## Dataset excerpts
• • • •

//! Pure mappings from API records to display-ready views.
//!
//! Renderers never touch a display themselves; the views they produce are
//! handed to a [`RenderSurface`](crate::surface::RenderSurface).

use crate::date::format_date;
use crate::models::{present, RepositorySummary, UserProfile};

pub const NO_BIO: &str = "No bio available";
pub const NOT_SPECIFIED: &str = "Not specified";
pub const NO_WEBSITE: &str = "No website";
pub const NO_TWITTER: &str = "No Twitter";
pub const NO_DESCRIPTION: &str = "No description available";

const TWITTER_BASE: &str = "https://twitter.com/";

/// Maps one record to a view.
pub trait Renderer {
    type Input;
    type View;

    fn render(&self, input: &Self::Input) -> Self::View;
}

/// Text with an optional link target.
#[derive(Debug, Clone, PartialEq, Eq)]
pub struct Link {
    pub text: String,
    pub href: Option<String>,
}

#[derive(Debug, Clone, PartialEq, Eq)]
pub struct ProfileView {
    pub avatar_url: String,
    pub avatar_alt: String,
    pub display_name: String,
    pub username: String,
    pub bio: String,
    pub location: String,
    pub company: String,
    pub joined: String,
    pub profile_url: String,
    pub followers: String,
    pub following: String,
    pub public_repos: String,
    pub blog: Link,
    pub twitter: Link,
}

#[derive(Debug, Clone, PartialEq, Eq)]
pub struct RepoCard {
    pub name: String,
    pub url: String,
    pub description: String,
    /// `None` means the card has no language element at all.
    pub language: Option<String>,
    pub stars: String,
    pub forks: String,
    pub updated: String,
}

#[derive(Debug, Default, Clone, Copy)]
pub struct ProfileRenderer;

#[derive(Debug, Default, Clone, Copy)]
pub struct RepositoryRenderer;

impl Renderer for ProfileRenderer {
    type Input = UserProfile;
    type View = ProfileView;

    fn render(&self, user: &UserProfile) -> ProfileView {
        ProfileView {
            avatar_url: user.avatar_url.clone(),
            avatar_alt: format!("{} avatar", user.login),
            display_name: or_fallback(&user.name, user.login.as_str()),
            username: format!("@{}", user.login),
            bio: or_fallback(&user.bio, NO_BIO),
            location: or_fallback(&user.location, NOT_SPECIFIED),
            company: or_fallback(&user.company, NOT_SPECIFIED),
            joined: format_date(&user.created_at),
            profile_url: user.html_url.clone(),
            followers: user.followers.to_string(),
            following: user.following.to_string(),
            public_repos: user.public_repos.to_string(),
            blog: blog_link(present(&user.blog)),
            twitter: twitter_link(present(&user.twitter_username)),
        }
    }
}

impl Renderer for RepositoryRenderer {
    type Input = RepositorySummary;
    type View = RepoCard;

    fn render(&self, repo: &RepositorySummary) -> RepoCard {
        RepoCard {
            name: repo.name.clone(),
            url: repo.html_url.clone(),
            description: present(&repo.description)
                .unwrap_or(NO_DESCRIPTION)
                .to_string(),
            language: present(&repo.language).map(str::to_string),
            stars: repo.stargazers_count.to_string(),
            forks: repo.forks_count.to_string(),
            updated: format_date(&repo.updated_at),
        }
    }
}

fn or_fallback(value: &Option<String>, fallback: &str) -> String {
    present(value).unwrap_or(fallback).to_string()
}

fn blog_link(blog: Option<&str>) -> Link {
    match blog {
        Some(blog) => {
            let href = if blog.starts_with("http") {
                blog.to_string()
            } else {
                format!("https://{blog}")
            };
            Link {
                text: blog.to_string(),
                href: Some(href),
            }
        }
        None => Link {
            text: NO_WEBSITE.to_string(),
            href: None,
        },
    }
}

fn twitter_link(handle: Option<&str>) -> Link {
    match handle {
        Some(handle) => Link {
            text: format!("@{handle}"),
            href: Some(format!("{TWITTER_BASE}{handle}")),
        },
        None => Link {
            text: NO_TWITTER.to_string(),
            href: None,
        },
    }
}

#[cfg(test)]
mod tests {
    use super::*;

    fn user() -> UserProfile {
        UserProfile {
            login: "octocat".to_string(),
            name: None,
            avatar_url: "https://avatars.githubusercontent.com/u/583231".to_string(),
            html_url: "https://github.com/octocat".to_string(),
            repos_url: "https://api.github.com/users/octocat/repos".to_string(),
            bio: None,
            location: None,
            company: None,
            blog: None,
            twitter_username: None,
            followers: 3938,
            following: 9,
            public_repos: 8,
            created_at: "2011-01-25T18:44:36Z".to_string(),
        }
    }

    #[test]
    fn missing_fields_fall_back() {
        let view = ProfileRenderer.render(&user());
        assert_eq!(view.display_name, "octocat");
        assert_eq!(view.username, "@octocat");
        assert_eq!(view.avatar_alt, "octocat avatar");
        assert_eq!(view.bio, NO_BIO);
        assert_eq!(view.location, NOT_SPECIFIED);
        assert_eq!(view.company, NOT_SPECIFIED);
        assert_eq!(view.blog, Link { text: NO_WEBSITE.into(), href: None });
        assert_eq!(view.twitter, Link { text: NO_TWITTER.into(), href: None });
        assert_eq!(view.joined, "Jan 25, 2011");
        assert_eq!(view.followers, "3938");
    }

    #[test]
    fn empty_name_falls_back_to_login() {
        let mut u = user();
        u.name = Some(String::new());
        assert_eq!(ProfileRenderer.render(&u).display_name, "octocat");
        u.name = Some("The Octocat".into());
        assert_eq!(ProfileRenderer.render(&u).display_name, "The Octocat");
    }

    #[test]
    fn blog_gets_https_only_when_schemeless() {
        let mut u = user();
        u.blog = Some("example.com".into());
        let blog = ProfileRenderer.render(&u).blog;
        assert_eq!(blog.text, "example.com");
        assert_eq!(blog.href.as_deref(), Some("https://example.com"));

        u.blog = Some("http://example.com".into());
        let blog = ProfileRenderer.render(&u).blog;
        assert_eq!(blog.href.as_deref(), Some("http://example.com"));
    }

    #[test]
    fn twitter_handle_links_to_profile() {
        let mut u = user();
        u.twitter_username = Some("github".into());
        let twitter = ProfileRenderer.render(&u).twitter;
        assert_eq!(twitter.text, "@github");
        assert_eq!(twitter.href.as_deref(), Some("https://twitter.com/github"));
    }

    #[test]
    fn repo_card_omits_missing_language() {
        let repo = RepositorySummary {
            name: "Hello-World".into(),
            html_url: "https://github.com/octocat/Hello-World".into(),
            description: Some(String::new()),
            language: None,
            stargazers_count: 80,
            forks_count: 9,
            updated_at: "2011-01-26T19:14:43Z".into(),
        };
        let card = RepositoryRenderer.render(&repo);
        assert_eq!(card.language, None);
        assert_eq!(card.description, NO_DESCRIPTION);
        assert_eq!(card.stars, "80");
        assert_eq!(card.forks, "9");
        assert_eq!(card.updated, "Jan 26, 2011");
    }
}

• • • •

## Problem
Copy out each line of the records above that includes "location".

## Result of this exercise
    pub location: String,
            location: or_fallback(&user.location, NOT_SPECIFIED),
            location: None,
        assert_eq!(view.location, NOT_SPECIFIED);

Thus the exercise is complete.